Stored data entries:
= = =
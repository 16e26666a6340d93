use std::time::Duration;

use mrquack::{ChatError, Config};
use mrquack::chat::{ChatOrchestrator, Transcript};
use mrquack::llm::GeminiProvider;
use mrquack::persona::SidebarSettings;
use tokio_util::sync::CancellationToken;
use wiremock::matchers::{body_string_contains, header, method, path};
use wiremock::{Mock, MockServer, ResponseTemplate};

const GENERATE_PATH: &str = "/models/gemini-2.5-flash:generateContent";

fn orchestrator(server: &MockServer, timeout: Duration) -> ChatOrchestrator {
    let provider = GeminiProvider::new(Some("integration-key")).with_base_url(&server.uri());
    ChatOrchestrator::new(Box::new(provider), "gemini-2.5-flash", 0.7, timeout)
}

#[tokio::test]
async fn in_character_prompt_reaches_gemini() {
    let server = MockServer::start().await;
    Mock::given(method("POST"))
        .and(path(GENERATE_PATH))
        .and(header("x-goog-api-key", "integration-key"))
        .and(body_string_contains("Always stay in character as Mr. Quack"))
        .and(body_string_contains("Your current mood is okay."))
        .and(body_string_contains("User: What is your favourite food?"))
        .respond_with(ResponseTemplate::new(200).set_body_string(
            r#"{"candidates":[{"content":{"parts":[{"text":"Bread crumbs, quack!"}]},"finishReason":"STOP"}]}"#,
        ))
        .expect(1)
        .mount(&server)
        .await;

    let chat = orchestrator(&server, Duration::from_secs(5));
    let mut transcript = Transcript::new();
    let persona = SidebarSettings::default().persona();

    let reply = chat
        .send(
            &mut transcript,
            &persona,
            "What is your favourite food?",
            &CancellationToken::new(),
        )
        .await
        .unwrap();

    assert_eq!(reply, "Bread crumbs, quack!");
    assert_eq!(transcript.len(), 2);
}

#[tokio::test]
async fn server_error_is_visible_and_not_recorded() {
    let server = MockServer::start().await;
    Mock::given(method("POST"))
        .and(path(GENERATE_PATH))
        .respond_with(
            ResponseTemplate::new(429)
                .set_body_string(r#"{"error":{"message":"Resource has been exhausted"}}"#),
        )
        .mount(&server)
        .await;

    let chat = orchestrator(&server, Duration::from_secs(5));
    let mut transcript = Transcript::new();

    let err = chat
        .send(&mut transcript, "persona", "hello", &CancellationToken::new())
        .await
        .unwrap_err();

    match err {
        ChatError::Provider { provider, message } => {
            assert_eq!(provider, "gemini");
            assert!(message.contains("429"));
            assert!(message.contains("Resource has been exhausted"));
        }
        other => panic!("expected provider error, got {other:?}"),
    }
    assert!(transcript.is_empty());
}

#[tokio::test]
async fn slow_gemini_hits_the_timeout() {
    let server = MockServer::start().await;
    Mock::given(method("POST"))
        .and(path(GENERATE_PATH))
        .respond_with(
            ResponseTemplate::new(200)
                .set_body_string(r#"{"candidates":[{"content":{"parts":[{"text":"late"}]}}]}"#)
                .set_delay(Duration::from_secs(3)),
        )
        .mount(&server)
        .await;

    let chat = orchestrator(&server, Duration::from_millis(100));
    let mut transcript = Transcript::new();

    let err = chat
        .send(&mut transcript, "persona", "hello", &CancellationToken::new())
        .await
        .unwrap_err();

    assert!(matches!(err, ChatError::Timeout { .. }));
    assert!(transcript.is_empty());
}

#[tokio::test]
async fn configured_timeout_bounds_the_turn() {
    let server = MockServer::start().await;
    Mock::given(method("POST"))
        .and(path(GENERATE_PATH))
        .respond_with(
            ResponseTemplate::new(200)
                .set_body_string(r#"{"candidates":[{"content":{"parts":[{"text":"late"}]}}]}"#)
                .set_delay(Duration::from_secs(3)),
        )
        .mount(&server)
        .await;

    let mut config = Config::default();
    config.api_key = Some("integration-key".into());
    config.chat.api_base = server.uri();
    config.chat.timeout_secs = 1;
    let chat = ChatOrchestrator::from_config(&config);
    let mut transcript = Transcript::new();

    let err = chat
        .send(&mut transcript, "persona", "hello", &CancellationToken::new())
        .await
        .unwrap_err();

    assert!(matches!(err, ChatError::Timeout { secs: 1, .. }));
    assert!(transcript.is_empty());
}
= = =
> _EXERCISE GOAL_
Nothing in the data above may be skipped; repeat it all exactly.

> _RESPONSE TO THIS EXERCISE_
repository 16e26666a6340d93
use std::time::Duration;

use mrquack::{ChatError, Config};
use mrquack::chat::{ChatOrchestrator, Transcript};
use mrquack::llm::GeminiProvider;
use mrquack::persona::SidebarSettings;
use tokio_util::sync::CancellationToken;
use wiremock::matchers::{body_string_contains, header, method, path};
use wiremock::{Mock, MockServer, ResponseTemplate};

const GENERATE_PATH: &str = "/models/gemini-2.5-flash:generateContent";

fn orchestrator(server: &MockServer, timeout: Duration) -> ChatOrchestrator {
    let provider = GeminiProvider::new(Some("integration-key")).with_base_url(&server.uri());
    ChatOrchestrator::new(Box::new(provider), "gemini-2.5-flash", 0.7, timeout)
}

#[tokio::test]
async fn in_character_prompt_reaches_gemini() {
    let server = MockServer::start().await;
    Mock::given(method("POST"))
        .and(path(GENERATE_PATH))
        .and(header("x-goog-api-key", "integration-key"))
        .and(body_string_contains("Always stay in character as Mr. Quack"))
        .and(body_string_contains("Your current mood is okay."))
        .and(body_string_contains("User: What is your favourite food?"))
        .respond_with(ResponseTemplate::new(200).set_body_string(
            r#"{"candidates":[{"content":{"parts":[{"text":"Bread crumbs, quack!"}]},"finishReason":"STOP"}]}"#,
        ))
        .expect(1)
        .mount(&server)
        .await;

    let chat = orchestrator(&server, Duration::from_secs(5));
    let mut transcript = Transcript::new();
    let persona = SidebarSettings::default().persona();

    let reply = chat
        .send(
            &mut transcript,
            &persona,
            "What is your favourite food?",
            &CancellationToken::new(),
        )
        .await
        .unwrap();

    assert_eq!(reply, "Bread crumbs, quack!");
    assert_eq!(transcript.len(), 2);
}

#[tokio::test]
async fn server_error_is_visible_and_not_recorded() {
    let server = MockServer::start().await;
    Mock::given(method("POST"))
        .and(path(GENERATE_PATH))
        .respond_with(
            ResponseTemplate::new(429)
                .set_body_string(r#"{"error":{"message":"Resource has been exhausted"}}"#),
        )
        .mount(&server)
        .await;

    let chat = orchestrator(&server, Duration::from_secs(5));
    let mut transcript = Transcript::new();

    let err = chat
        .send(&mut transcript, "persona", "hello", &CancellationToken::new())
        .await
        .unwrap_err();

    match err {
        ChatError::Provider { provider, message } => {
            assert_eq!(provider, "gemini");
            assert!(message.contains("429"));
            assert!(message.contains("Resource has been exhausted"));
        }
        other => panic!("expected provider error, got {other:?}"),
    }
    assert!(transcript.is_empty());
}

#[tokio::test]
async fn slow_gemini_hits_the_timeout() {
    let server = MockServer::start().await;
    Mock::given(method("POST"))
        .and(path(GENERATE_PATH))
        .respond_with(
            ResponseTemplate::new(200)
                .set_body_string(r#"{"candidates":[{"content":{"parts":[{"text":"late"}]}}]}"#)
                .set_delay(Duration::from_secs(3)),
        )
        .mount(&server)
        .await;

    let chat = orchestrator(&server, Duration::from_millis(100));
    let mut transcript = Transcript::new();

    let err = chat
        .send(&mut transcript, "persona", "hello", &CancellationToken::new())
        .await
        .unwrap_err();

    assert!(matches!(err, ChatError::Timeout { .. }));
    assert!(transcript.is_empty());
}

#[tokio::test]
async fn configured_timeout_bounds_the_turn() {
    let server = MockServer::start().await;
    Mock::given(method("POST"))
        .and(path(GENERATE_PATH))
        .respond_with(
            ResponseTemplate::new(200)
                .set_body_string(r#"{"candidates":[{"content":{"parts":[{"text":"late"}]}}]}"#)
                .set_delay(Duration::from_secs(3)),
        )
        .mount(&server)
        .await;

    let mut config = Config::default();
    config.api_key = Some("integration-key".into());
    config.chat.api_base = server.uri();
    config.chat.timeout_secs = 1;
    let chat = ChatOrchestrator::from_config(&config);
    let mut transcript = Transcript::new();

    let err = chat
        .send(&mut transcript, "persona", "hello", &CancellationToken::new())
        .await
        .unwrap_err();

    assert!(matches!(err, ChatError::Timeout { secs: 1, .. }));
    assert!(transcript.is_empty());
}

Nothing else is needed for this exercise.